▶ _REQUIREMENT_
Transcribe the records below exactly, from their first line through the line containing "impl From<[f32; 3]>". Omit every line after it.

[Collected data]

---

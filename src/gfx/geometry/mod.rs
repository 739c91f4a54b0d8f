//! # GPU Geometry Helpers
//!
//! Shared vector and bounding-box types used by both the transform flattener
//! and the BVH builder.
//!
//! - [`GpuVec3`] - single precision vector padded to 16 bytes for storage buffers
//! - [`Bounds`] - axis-aligned bounding box over [`GpuVec3`] corners
//! - [`Axis`] - split axis that cycles x → y → z → x by tree depth

use cgmath::Vector3;

/// A 3-component single precision vector with one float of padding.
///
/// The padding makes the struct 16 bytes, matching the alignment a `vec3<f32>`
/// gets inside a WGSL/GLSL storage buffer struct. It is uploaded byte-for-byte,
/// so field order is part of the GPU contract.
#[repr(C)]
#[derive(Copy, Clone, Debug, Default, PartialEq, bytemuck::Pod, bytemuck::Zeroable)]
pub struct GpuVec3 {
    pub x: f32,
    pub y: f32,
    pub z: f32,
    pub _pad: f32,
}

impl GpuVec3 {
    pub const fn new(x: f32, y: f32, z: f32) -> Self {
        Self { x, y, z, _pad: 0.0 }
    }

    pub const fn splat(value: f32) -> Self {
        Self::new(value, value, value)
    }

    /// Narrow a double precision vector to the GPU representation.
    pub fn from_f64(v: Vector3<f64>) -> Self {
        Self::new(v.x as f32, v.y as f32, v.z as f32)
    }

    pub fn min_by_component(self, other: Self) -> Self {
        Self::new(self.x.min(other.x), self.y.min(other.y), self.z.min(other.z))
    }

    pub fn max_by_component(self, other: Self) -> Self {
        Self::new(self.x.max(other.x), self.y.max(other.y), self.z.max(other.z))
    }

    pub fn component(self, axis: Axis) -> f32 {
        match axis {
            Axis::X => self.x,
            Axis::Y => self.y,
            Axis::Z => self.z,
        }
    }
}

impl From<[f32; 3]> for GpuVec3 {
    fn from(v: [f32; 3]) -> Self {
        Self::new(v[0], v[1], v[2])
    }
}

/// Coordinate axis used as the partition key when splitting a BVH range.
#[derive(Copy, Clone, Debug, PartialEq, Eq, Hash)]
pub enum Axis {
    X,
    Y,
    Z,
}

impl Axis {
    /// The axis used one level deeper in the tree.
    pub fn next(self) -> Self {
        match self {
            Axis::X => Axis::Y,
            Axis::Y => Axis::Z,
            Axis::Z => Axis::X,
        }
    }
}

/// Axis-aligned bounding box in world space.
#[derive(Copy, Clone, Debug, PartialEq)]
pub struct Bounds {
    pub min: GpuVec3,
    pub max: GpuVec3,
}

impl Bounds {
    /// The identity element for [`Bounds::union`].
    ///
    /// The running maximum starts at negative infinity. `f32::MIN_POSITIVE`
    /// is the smallest positive float and would clip every negative coordinate.
    pub const EMPTY: Bounds = Bounds {
        min: GpuVec3::splat(f32::INFINITY),
        max: GpuVec3::splat(f32::NEG_INFINITY),
    };

    pub fn new(min: GpuVec3, max: GpuVec3) -> Self {
        Self { min, max }
    }

    pub fn from_points<I>(points: I) -> Self
    where
        I: IntoIterator<Item = GpuVec3>,
    {
        points
            .into_iter()
            .fold(Self::EMPTY, |bounds, p| bounds.include_point(p))
    }

    pub fn include_point(self, p: GpuVec3) -> Self {
        Self {
            min: self.min.min_by_component(p),
            max: self.max.max_by_component(p),
        }
    }

    pub fn union(self, other: Bounds) -> Self {
        Self {
            min: self.min.min_by_component(other.min),
            max: self.max.max_by_component(other.max),
        }
    }

    pub fn is_empty(&self) -> bool {
        self.min.x > self.max.x || self.min.y > self.max.y || self.min.z > self.max.z
    }
}

impl Default for Bounds {
    fn default() -> Self {
        Self::EMPTY
    }
}
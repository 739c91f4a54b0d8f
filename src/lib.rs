// src/lib.rs
//! Raybake
//!
//! Host-side scene preparation for GPU ray tracing: hierarchical scenes are
//! flattened into one world-space triangle array and indexed by a
//! pointer-free BVH that a shader walks with integer ids.

pub mod gfx;
pub mod pipeline;
pub mod prelude;
pub mod wgpu_utils;

// Re-export main types for convenience
pub use pipeline::{PipelineConfig, PipelineError, PreparedScene, ScenePipeline};

/// Initialise `env_logger` with an `info` default filter.
///
/// `RUST_LOG` overrides the default. Calling this more than once is harmless.
pub fn init_logger() {
    let _ = env_logger::Builder::from_env(env_logger::Env::default().default_filter_or("info"))
        .try_init();
}
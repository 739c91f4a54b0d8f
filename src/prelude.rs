//! # Raybake Prelude
//!
//! Commonly used types for preparing and uploading a scene.
//!
//! ```no_run
//! use raybake::prelude::*;
//!
//! # fn main() -> Result<(), PipelineError> {
//! let mut pipeline = ScenePipeline::with_defaults();
//! pipeline.add_scene(SceneNode::new("empty"));
//! let prepared = pipeline.build()?;
//! assert_eq!(prepared.root_id(), -1);
//! # Ok(())
//! # }
//! ```

// Re-export pipeline types
pub use crate::pipeline::{PipelineConfig, PipelineError, PreparedScene, ScenePipeline};

// Re-export scene and BVH types
pub use crate::gfx::bvh::{Bvh, BvhBox, BvhError};
pub use crate::gfx::export::{GpuScene, SceneUniforms, SCENE_STRUCTS_WGSL};
pub use crate::gfx::scene::{
    GpuTriangle, LoadConfig, LoadError, MaterialRef, MaterialTable, NodeTransform, SceneNode,
    Triangle,
};

// Re-export common external dependencies
pub use cgmath::{Quaternion, Vector3};
pub use wgpu::{Device, Queue};
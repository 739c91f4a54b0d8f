//! GPU scene export
//!
//! Uploads a [`PreparedScene`] as two read-only storage arrays plus a small
//! uniform carrying the BVH root handle and the triangle count. The shader
//! side struct declarations live in [`SCENE_STRUCTS_WGSL`] and MUST match the
//! host layouts of [`GpuTriangle`], [`BvhBox`] and [`SceneUniforms`] exactly.

use crate::{
    gfx::{bvh::BvhBox, scene::GpuTriangle},
    pipeline::PreparedScene,
    wgpu_utils::{binding_types, ArrayBuffer, UniformBuffer},
};

/// Binding index of the triangle array.
pub const TRIANGLE_BINDING: u32 = 0;
/// Binding index of the box array.
pub const BOX_BINDING: u32 = 1;
/// Binding index of [`SceneUniforms`].
pub const UNIFORM_BINDING: u32 = 2;

/// Per-scene uniform content.
#[repr(C)]
#[derive(Copy, Clone, Debug, Default, PartialEq, bytemuck::Pod, bytemuck::Zeroable)]
pub struct SceneUniforms {
    /// Index of the root box, `-1` when the scene has no triangles.
    pub root_id: i32,
    pub triangle_count: u32,
    pub _padding: [u32; 2],
}

const _: () = assert!(std::mem::size_of::<SceneUniforms>() == 16);

impl SceneUniforms {
    pub fn new(root_id: i32, triangle_count: u32) -> Self {
        Self {
            root_id,
            triangle_count,
            _padding: [0; 2],
        }
    }
}

/// WGSL declarations matching the host structs byte for byte.
///
/// `vec3<f32>` members carry `@size(16)` so the padding float of
/// [`GpuVec3`](crate::gfx::geometry::GpuVec3) is accounted for.
pub const SCENE_STRUCTS_WGSL: &str = r#"
struct Triangle {
    @size(16) v1: vec3<f32>,
    @size(16) v2: vec3<f32>,
    @size(16) v3: vec3<f32>,
    @size(16) min: vec3<f32>,
    @size(16) max: vec3<f32>,
    uv1: vec2<f32>,
    uv2: vec2<f32>,
    uv3: vec2<f32>,
    texture_id: u32,
    metallic_roughness_texture_id: u32,
    metallic_factor: f32,
    roughness_factor: f32,
    alpha_cutoff: f32,
    double_sided: u32,
};

struct BvhBox {
    @size(16) min: vec3<f32>,
    @size(16) max: vec3<f32>,
    left_id: i32,
    right_id: i32,
    start: i32,
    end: i32,
};

struct SceneUniforms {
    root_id: i32,
    triangle_count: u32,
    _padding: vec2<u32>,
};

@group(0) @binding(0) var<storage, read> triangles: array<Triangle>;
@group(0) @binding(1) var<storage, read> boxes: array<BvhBox>;
@group(0) @binding(2) var<uniform> scene: SceneUniforms;
"#;

/// GPU resources of one uploaded scene.
pub struct GpuScene {
    triangles: ArrayBuffer<GpuTriangle>,
    boxes: ArrayBuffer<BvhBox>,
    uniforms: UniformBuffer<SceneUniforms>,
    layout: wgpu::BindGroupLayout,
    bind_group: wgpu::BindGroup,
}

impl GpuScene {
    /// Create all buffers for `scene` and the bind group exposing them.
    pub fn upload(device: &wgpu::Device, scene: &PreparedScene) -> Self {
        let triangles = ArrayBuffer::new_with_data(device, scene.triangles());
        let boxes = ArrayBuffer::new_with_data(device, scene.bvh().boxes());
        let uniforms = UniformBuffer::new_with_data(device, &scene.uniforms());
        let layout = Self::create_layout(device);
        let bind_group = create_bind_group(device, &layout, &triangles, &boxes, &uniforms);

        log::info!(
            "Uploaded scene: {} triangles, {} boxes, root {}",
            triangles.len(),
            boxes.len(),
            scene.root_id()
        );

        Self {
            triangles,
            boxes,
            uniforms,
            layout,
            bind_group,
        }
    }

    /// Replace the uploaded contents with a rebuilt scene.
    ///
    /// Buffers are rewritten in place when the new arrays fit. Otherwise they
    /// are recreated, and so is the bind group. The layout never changes.
    pub fn update(&mut self, device: &wgpu::Device, queue: &wgpu::Queue, scene: &PreparedScene) {
        self.uniforms.update_content(queue, scene.uniforms());

        let mut recreated = false;
        if !self.triangles.update_data(queue, scene.triangles()) {
            self.triangles = ArrayBuffer::new_with_data(device, scene.triangles());
            recreated = true;
        }
        if !self.boxes.update_data(queue, scene.bvh().boxes()) {
            self.boxes = ArrayBuffer::new_with_data(device, scene.bvh().boxes());
            recreated = true;
        }

        if recreated {
            log::debug!("Scene buffers outgrown, recreating bind group");
            self.bind_group = create_bind_group(
                device,
                &self.layout,
                &self.triangles,
                &self.boxes,
                &self.uniforms,
            );
        }
    }

    /// Layout of the scene bind group, usable before any scene exists.
    pub fn create_layout(device: &wgpu::Device) -> wgpu::BindGroupLayout {
        let visibility = wgpu::ShaderStages::FRAGMENT | wgpu::ShaderStages::COMPUTE;
        device.create_bind_group_layout(&wgpu::BindGroupLayoutDescriptor {
            label: Some("Scene Bind Group Layout"),
            entries: &[
                binding_types::layout_entry(
                    TRIANGLE_BINDING,
                    visibility,
                    binding_types::storage_buffer_read_only(),
                ),
                binding_types::layout_entry(
                    BOX_BINDING,
                    visibility,
                    binding_types::storage_buffer_read_only(),
                ),
                binding_types::layout_entry(UNIFORM_BINDING, visibility, binding_types::uniform()),
            ],
        })
    }

    pub fn layout(&self) -> &wgpu::BindGroupLayout {
        &self.layout
    }

    pub fn bind_group(&self) -> &wgpu::BindGroup {
        &self.bind_group
    }

    pub fn triangle_buffer(&self) -> &wgpu::Buffer {
        self.triangles.buffer()
    }

    pub fn box_buffer(&self) -> &wgpu::Buffer {
        self.boxes.buffer()
    }

    pub fn uniform_buffer(&self) -> &wgpu::Buffer {
        self.uniforms.buffer()
    }
}

fn create_bind_group(
    device: &wgpu::Device,
    layout: &wgpu::BindGroupLayout,
    triangles: &ArrayBuffer<GpuTriangle>,
    boxes: &ArrayBuffer<BvhBox>,
    uniforms: &UniformBuffer<SceneUniforms>,
) -> wgpu::BindGroup {
    device.create_bind_group(&wgpu::BindGroupDescriptor {
        label: Some("Scene Bind Group"),
        layout,
        entries: &[
            wgpu::BindGroupEntry {
                binding: TRIANGLE_BINDING,
                resource: triangles.binding_resource(),
            },
            wgpu::BindGroupEntry {
                binding: BOX_BINDING,
                resource: boxes.binding_resource(),
            },
            wgpu::BindGroupEntry {
                binding: UNIFORM_BINDING,
                resource: uniforms.binding_resource(),
            },
        ],
    })
}
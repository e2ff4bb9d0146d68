use axum::{
    http::StatusCode,
    response::{IntoResponse, Response},
    Json,
};
use serde_json::json;
use thiserror::Error;

/// Application-level error type.
/// Implements `IntoResponse` so Axum handlers can return `Result<T, AppError>`.
///
/// Validation and document-reader failures are fatal to a request and map to
/// a single well-typed error; per-field extraction failures never reach this
/// type — the coordinator absorbs them into the result.
#[derive(Debug, Error)]
pub enum AppError {
    #[error("File size {size} bytes exceeds maximum of {max} bytes")]
    FileTooLarge { size: usize, max: usize },

    #[error("Unsupported file type: {0}")]
    UnsupportedType(String),

    #[error("Unsafe filename: {0}")]
    UnsafePath(String),

    #[error("Document parsing exceeded {0}s timeout")]
    ParsingTimeout(u64),

    #[error("Document parsing failed: {0}")]
    ParsingFailed(String),

    /// Registry drift: the validation gate admitted a type no reader is
    /// registered for. A configuration fault, not a caller error.
    #[error("No reader registered for content type: {0}")]
    UnsupportedFormat(String),

    #[error("Bad request: {0}")]
    BadRequest(String),

    #[error("Internal server error: {0}")]
    Internal(#[from] anyhow::Error),
}

impl IntoResponse for AppError {
    fn into_response(self) -> Response {
        let (status, code, message) = match &self {
            AppError::FileTooLarge { .. } => (
                StatusCode::PAYLOAD_TOO_LARGE,
                "FILE_TOO_LARGE",
                self.to_string(),
            ),
            AppError::UnsupportedType(_) => {
                (StatusCode::BAD_REQUEST, "UNSUPPORTED_TYPE", self.to_string())
            }
            AppError::UnsafePath(_) => (StatusCode::BAD_REQUEST, "UNSAFE_PATH", self.to_string()),
            AppError::ParsingTimeout(_) => (
                StatusCode::UNPROCESSABLE_ENTITY,
                "PARSING_TIMEOUT",
                self.to_string(),
            ),
            AppError::ParsingFailed(_) => (
                StatusCode::UNPROCESSABLE_ENTITY,
                "PARSING_FAILED",
                self.to_string(),
            ),
            AppError::UnsupportedFormat(content_type) => {
                tracing::error!("Reader registry drift: no reader for {content_type}");
                (
                    StatusCode::INTERNAL_SERVER_ERROR,
                    "INTERNAL_ERROR",
                    "An internal configuration error occurred".to_string(),
                )
            }
            AppError::BadRequest(msg) => (StatusCode::BAD_REQUEST, "BAD_REQUEST", msg.clone()),
            AppError::Internal(e) => {
                tracing::error!("Internal error: {e:?}");
                (
                    StatusCode::INTERNAL_SERVER_ERROR,
                    "INTERNAL_ERROR",
                    "An internal server error occurred".to_string(),
                )
            }
        };

        let body = Json(json!({
            "error": {
                "code": code,
                "message": message
            }
        }));

        (status, body).into_response()
    }
}
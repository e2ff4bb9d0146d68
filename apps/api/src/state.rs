use std::sync::Arc;

use crate::config::Config;
use crate::extraction::StrategyRegistry;
use crate::parsing::ReaderRegistry;

/// Shared application state injected into all route handlers via Axum extractors.
///
/// Both registries are built once at startup and read-only afterwards; the
/// LLM client lives inside the delegated strategies.
#[derive(Clone)]
pub struct AppState {
    pub config: Config,
    pub readers: Arc<ReaderRegistry>,
    pub strategies: Arc<StrategyRegistry>,
}
//! The extraction pipeline — the single entry point the HTTP layer calls.
//!
//! Flow: validate upload → select reader → read to text → fan out field
//! strategies → assembled `ResumeData`.
//!
//! Validation and reader failures are fatal to the request and surface as a
//! single typed error. Per-field failures never escape the coordinator —
//! the caller always receives either an error for the whole request or a
//! complete `ResumeData` in which unresolved fields are simply empty.

use std::sync::Arc;

use bytes::Bytes;
use tracing::{debug, info, warn};

use crate::errors::AppError;
use crate::extraction::coordinator::extract_fields;
use crate::models::resume::ResumeData;
use crate::parsing::read_document;
use crate::state::AppState;
use crate::validation::{sanitize_filename, validate_upload};

/// Processes one uploaded resume document into structured data.
pub async fn process_resume(
    bytes: Bytes,
    filename: &str,
    state: &AppState,
) -> Result<ResumeData, AppError> {
    let label = sanitize_filename(filename);
    info!("Starting resume processing: {label} ({} bytes)", bytes.len());

    let detected = validate_upload(
        &bytes,
        filename,
        state.config.max_file_size,
        &state.config.allowed_content_types,
    )?;
    debug!("Validated {label} as {detected}");

    let reader = state.readers.select(detected)?;

    let text = read_document(reader, bytes, state.config.parsing_timeout()).await?;
    // The document bytes are released here; strategies only ever see text.
    let text: Arc<str> = Arc::from(text);

    let report = extract_fields(
        &state.strategies,
        text,
        state.config.strategy_timeout(),
        state.config.coordinator_budget(),
    )
    .await;

    for failure in &report.failures {
        warn!(
            "Field '{}' failed for {label}: {}",
            failure.field, failure.reason
        );
    }

    info!(
        "Resume processing completed: {label}, name={:?}, email={:?}, {} skills",
        report.data.name,
        report.data.email,
        report.data.skills.len()
    );

    Ok(report.data)
}
//! Resume data model — the single structured output of the extraction pipeline.
//!
//! Constructed once by the extraction coordinator from the per-field results
//! and immutable afterwards. List-valued fields are always present: absence
//! is an empty list, never `null` in the serialized output.

use serde::{Deserialize, Serialize};

/// One education entry. All fields optional — partial entries are kept as-is.
#[derive(Debug, Clone, Default, PartialEq, Serialize, Deserialize)]
pub struct Education {
    pub institution: Option<String>,
    pub degree: Option<String>,
    pub field_of_study: Option<String>,
    pub graduation_date: Option<String>,
}

/// One work experience entry. `company` and `title` are expected to be set
/// when an entry exists at all; the rest may be missing.
#[derive(Debug, Clone, Default, PartialEq, Serialize, Deserialize)]
pub struct WorkExperience {
    pub company: Option<String>,
    pub title: Option<String>,
    pub start_date: Option<String>,
    pub end_date: Option<String>,
    pub description: Option<String>,
}

/// Structured resume data assembled from all field strategies.
#[derive(Debug, Clone, Default, PartialEq, Serialize, Deserialize)]
pub struct ResumeData {
    pub name: Option<String>,
    pub email: Option<String>,
    pub phone: Option<String>,
    #[serde(default)]
    pub skills: Vec<String>,
    #[serde(default)]
    pub education: Vec<Education>,
    #[serde(default)]
    pub experience: Vec<WorkExperience>,
}

/// Strips separators from a phone number, keeping digits and a leading `+`.
/// Returns `None` when fewer than 10 digits remain — too short to be a
/// dialable number.
pub fn normalize_phone(raw: &str) -> Option<String> {
    let cleaned: String = raw.chars().filter(|c| c.is_ascii_digit() || *c == '+').collect();
    let digit_count = cleaned.chars().filter(|c| c.is_ascii_digit()).count();
    if digit_count < 10 {
        return None;
    }
    Some(cleaned)
}

/// Trims, drops empties, and deduplicates skills case-insensitively while
/// preserving first-seen order and original casing.
pub fn dedup_skills(skills: Vec<String>) -> Vec<String> {
    let mut seen = std::collections::HashSet::new();
    let mut unique = Vec::new();
    for skill in skills {
        let trimmed = skill.trim();
        if trimmed.is_empty() {
            continue;
        }
        if seen.insert(trimmed.to_lowercase()) {
            unique.push(trimmed.to_string());
        }
    }
    unique
}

---

▶ _YOUR RESPONSE_
filename src/gfx/geometry/mod.rs
repository 739c91f4a54b0d8f
//! # GPU Geometry Helpers
//!
//! Shared vector and bounding-box types used by both the transform flattener
//! and the BVH builder.
//!
//! - [`GpuVec3`] - single precision vector padded to 16 bytes for storage buffers
//! - [`Bounds`] - axis-aligned bounding box over [`GpuVec3`] corners
//! - [`Axis`] - split axis that cycles x → y → z → x by tree depth

use cgmath::Vector3;

/// A 3-component single precision vector with one float of padding.
///
/// The padding makes the struct 16 bytes, matching the alignment a `vec3<f32>`
/// gets inside a WGSL/GLSL storage buffer struct. It is uploaded byte-for-byte,
/// so field order is part of the GPU contract.
#[repr(C)]
#[derive(Copy, Clone, Debug, Default, PartialEq, bytemuck::Pod, bytemuck::Zeroable)]
pub struct GpuVec3 {
    pub x: f32,
    pub y: f32,
    pub z: f32,
    pub _pad: f32,
}

impl GpuVec3 {
    pub const fn new(x: f32, y: f32, z: f32) -> Self {
        Self { x, y, z, _pad: 0.0 }
    }

    pub const fn splat(value: f32) -> Self {
        Self::new(value, value, value)
    }

    /// Narrow a double precision vector to the GPU representation.
    pub fn from_f64(v: Vector3<f64>) -> Self {
        Self::new(v.x as f32, v.y as f32, v.z as f32)
    }

    pub fn min_by_component(self, other: Self) -> Self {
        Self::new(self.x.min(other.x), self.y.min(other.y), self.z.min(other.z))
    }

    pub fn max_by_component(self, other: Self) -> Self {
        Self::new(self.x.max(other.x), self.y.max(other.y), self.z.max(other.z))
    }

    pub fn component(self, axis: Axis) -> f32 {
        match axis {
            Axis::X => self.x,
            Axis::Y => self.y,
            Axis::Z => self.z,
        }
    }
}

impl From<[f32; 3]> for GpuVec3 {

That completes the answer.